__INFORMATION SHOWN__:
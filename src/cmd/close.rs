//! `trak close` — the verification gate.

use anyhow::{Result, bail};
use clap::Args;

use trak::engine::{CloseOptions, CloseOutcome, CostAdditions, TaskEngine};

use super::summary_line;

/// Arguments for `trak close`.
#[derive(Args, Debug)]
pub struct CloseArgs {
    /// Task id or unique suffix
    pub id: String,

    /// Run the verification gate
    #[arg(long)]
    pub verify: bool,

    /// Human override: close without verification
    #[arg(long)]
    pub force: bool,

    /// Proof artifact (URL, file, free text) for the gate
    #[arg(long)]
    pub proof: Option<String>,

    /// Commit hash that must exist in the repository
    #[arg(long)]
    pub commit: Option<String>,

    /// Verifier identity recorded on success
    #[arg(long)]
    pub verified_by: Option<String>,

    /// USD to add to the task's spend
    #[arg(long)]
    pub cost: Option<f64>,

    /// Input tokens to add
    #[arg(long)]
    pub tokens_in: Option<i64>,

    /// Output tokens to add
    #[arg(long)]
    pub tokens_out: Option<i64>,

    /// Model that did the work
    #[arg(long)]
    pub model: Option<String>,

    /// Seconds of wall-clock to add
    #[arg(long)]
    pub duration: Option<f64>,
}

pub fn run(args: &CloseArgs) -> Result<()> {
    let engine = TaskEngine::open()?;
    let outcome = engine.close(
        &args.id,
        &CloseOptions {
            verify: args.verify,
            force: args.force,
            proof: args.proof.clone(),
            commit: args.commit.clone(),
            verifier: args.verified_by.clone(),
            cost: CostAdditions {
                cost_usd: args.cost,
                tokens_in: args.tokens_in,
                tokens_out: args.tokens_out,
                model: args.model.clone(),
                duration_seconds: args.duration,
            },
        },
    )?;

    match outcome {
        CloseOutcome::AlreadyDone(task) => {
            println!("Already done: {}", task.id);
            Ok(())
        }
        CloseOutcome::Closed { task, checks, unblocked } => {
            for check in &checks {
                let verdict = if check.passed { "pass" } else { "fail" };
                println!("  {}: {verdict} — {}", check.name, check.detail);
            }
            println!("Closed {}", summary_line(&task));
            if !unblocked.is_empty() {
                println!("\nunblocked:");
                for t in &unblocked {
                    println!("  {}", summary_line(t));
                }
            }
            Ok(())
        }
        CloseOutcome::Blocked { task, reason, checks } => {
            for check in &checks {
                let verdict = if check.passed { "pass" } else { "fail" };
                println!("  {}: {verdict} — {}", check.name, check.detail);
            }
            // Error exit so automation notices; the task is now in review.
            bail!("{reason} ({} is now in review)", task.id);
        }
    }
}
/// The instruction text handed to a spawned agent: what the task is, where
/// to work, and the required close protocol.
#[must_use]
pub fn instruction_for(task: &Task, workdir: &std::path::Path) -> String {
    let mut text = format!(
        "You are working on task {id}: {title}\n",
        id = task.id,
        title = task.title
    );
    if !task.description.is_empty() {
        text.push_str(&format!("\nDescription:\n{}\n", task.description));
    }
    if let Some(project) = &task.project {
        text.push_str(&format!("\nProject: {project}\n"));
    }
    text.push_str(&format!("\nWorking directory: {}\n", workdir.display()));
    text.push_str(&format!(
        "\nWhen the work is complete, run `trak close {id} --verify` from the \
         working directory (journal progress with `trak log {id} \"...\"` as you \
         go — the close gate wants proof of work). If you cannot finish, run \
         `trak fail {id} \"<reason>\"` so the task can retry.\n",
        id = task.id
    ));
    text
}

// ---------------------------------------------------------------------------
// Tests
// ---------------------------------------------------------------------------

#[cfg(test)]
mod tests {
    use super::*;
    use crate::engine::testutil::engine;
    use crate::engine::CreateOptions;

    fn auto_task(e: &TaskEngine, title: &str, priority: i64) -> Task {
        e.create(
            title,
            &CreateOptions {
                autonomy: Some(Autonomy::Auto),
                priority: Some(priority),
                ..CreateOptions::default()
            },
        )
        .expect("create")
    }

    fn orchestrator<'a>(e: &'a TaskEngine, tmp: &tempfile::TempDir) -> Orchestrator<'a> {
        Orchestrator::with_workdir(e, tmp.path().to_path_buf())
    }

    #[test]
    fn pool_takes_only_ready_auto_tasks_in_priority_window() {
        let (e, tmp) = engine();
        let p0 = auto_task(&e, "urgent", 0);
        auto_task(&e, "low prio", 3);
        e.create("manual", &CreateOptions::default()).expect("create");
        let orch = orchestrator(&e, &tmp);

        let pool = orch.ready_pool(&RunOptions::default()).expect("pool");
        let ids: Vec<&str> = pool.iter().map(|t| t.id.as_str()).collect();
        assert_eq!(ids, vec![p0.id.as_str()]);

        // Widening the window admits the P3 task.
        let pool = orch
            .ready_pool(&RunOptions { min_priority: Some(3), ..RunOptions::default() })
            .expect("pool");
        assert_eq!(pool.len(), 2);
        assert_eq!(pool[0].priority, 0);
    }

    #[test]
    fn pool_excludes_blocked_backed_off_and_over_budget() {
        let (e, tmp) = engine();
        let blocked = auto_task(&e, "blocked", 0);
        let parent = e.create("parent", &CreateOptions::default()).expect("create");
        e.dep_add(blocked.id.as_str(), parent.id.as_str()).expect("dep");

        let broke = auto_task(&e, "broke", 0);
        let mut broke_task = e.resolve(broke.id.as_str()).expect("resolve");
        broke_task.budget_usd = Some(1.0);
        broke_task.cost_usd = 1.5;
        e.store().update_task(&broke_task).expect("update");

        let backed_off = auto_task(&e, "backed off", 0);
        let mut bo = e.resolve(backed_off.id.as_str()).expect("resolve");
        bo.retry_after = Some(crate::clock::now_plus_minutes(30));
        e.store().update_task(&bo).expect("update");

        let orch = orchestrator(&e, &tmp);
        assert!(orch.ready_pool(&RunOptions::default()).expect("pool").is_empty());
    }

    #[test]
    fn pool_filters_by_project() {
        let (e, tmp) = engine();
        let web = e
            .create(
                "web task",
                &CreateOptions {
                    autonomy: Some(Autonomy::Auto),
                    priority: Some(0),
                    project: Some("web".to_owned()),
                    ..CreateOptions::default()
                },
            )
            .expect("create");
        auto_task(&e, "other", 0);

        let orch = orchestrator(&e, &tmp);
        let pool = orch
            .ready_pool(&RunOptions { project: Some("web".to_owned()), ..RunOptions::default() })
            .expect("pool");
        assert_eq!(pool.len(), 1);
        assert_eq!(pool[0].id, web.id);
    }

    #[test]
    fn effective_timeout_walks_the_chain() {
        let (e, tmp) = engine();
        let task = auto_task(&e, "timed", 1);
        let orch = orchestrator(&e, &tmp);

        // Nothing set anywhere: the 900s default.
        assert_eq!(orch.effective_timeout(&task, &RunOptions::default()), 900);
        // CLI flag beats everything.
        assert_eq!(
            orch.effective_timeout(
                &task,
                &RunOptions { timeout_secs: Some(60), ..RunOptions::default() }
            ),
            60
        );
        // Task override beats config.
        let mut t = task;
        t.timeout_seconds = Some(1200);
        assert_eq!(orch.effective_timeout(&t, &RunOptions::default()), 1200);
    }

    #[test]
    fn dry_run_reports_without_mutating() {
        let (e, tmp) = engine();
        let task = auto_task(&e, "dry", 0);
        let orch = orchestrator(&e, &tmp);

        // Dry run needs no live gateway.
        let gateway = GatewayClient::new(trak_gateway::GatewayConfig {
            base_url: "http://127.0.0.1:1".to_owned(),
            token: None,
        })
        .expect("client");
        let reports = orch
            .run(&RunOptions { dry_run: true, ..RunOptions::default() }, &gateway)
            .expect("run");
        assert_eq!(reports.len(), 1);
        assert!(matches!(reports[0].outcome, DispatchOutcome::WouldSpawn));

        // The task is untouched.
        let after = e.resolve(task.id.as_str()).expect("resolve");
        assert_eq!(after.status, Status::Open);
        assert!(after.assigned_to.is_none());
    }

    #[test]
    fn lock_conflict_skips_the_task() {
        let (e, tmp) = engine();
        let task = auto_task(&e, "locked out", 0);
        let orch = orchestrator(&e, &tmp);

        // Another task holds the workspace.
        let locks = e.locks();
        let held = locks
            .acquire(tmp.path(), "trak-ffffff", "other-agent", &[])
            .expect("acquire");
        assert!(matches!(held, AcquireOutcome::Acquired(_)));

        let gateway = GatewayClient::new(trak_gateway::GatewayConfig {
            base_url: "http://127.0.0.1:1".to_owned(),
            token: None,
        })
        .expect("client");
        let reports = orch
            .run_cycle(&RunOptions::default(), &gateway, 3)
            .expect("cycle");
        assert_eq!(reports.len(), 1);
        let DispatchOutcome::LockHeld { holder } = &reports[0].outcome else {
            panic!("expected lock conflict, got {:?}", reports[0].outcome);
        };
        assert_eq!(holder, "trak-ffffff");

        // Not claimed, still open, and not queued (run never queues).
        let after = e.resolve(task.id.as_str()).expect("resolve");
        assert_eq!(after.status, Status::Open);
        assert!(locks.queue_for(tmp.path()).expect("queue").is_empty());
    }

    #[test]
    fn instruction_names_id_title_workdir_and_protocol() {
        let (e, _tmp) = engine();
        let mut task = auto_task(&e, "Build the widget", 1);
        task.description = "Small self-contained change.".to_owned();
        task.project = Some("web".to_owned());

        let text = instruction_for(&task, std::path::Path::new("/work/repo"));
        assert!(text.contains(task.id.as_str()));
        assert!(text.contains("Build the widget"));
        assert!(text.contains("Small self-contained change."));
        assert!(text.contains("Project: web"));
        assert!(text.contains("/work/repo"));
        assert!(text.contains(&format!("trak close {} --verify", task.id)));
        assert!(text.contains(&format!("trak fail {}", task.id)));
    }
}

__TASK ITEM__:
Where a line of the data above includes the string "Autonomy", pull it out.

__ANSWER TO THIS PROBLEM__:
                autonomy: Some(Autonomy::Auto),
                    autonomy: Some(Autonomy::Auto),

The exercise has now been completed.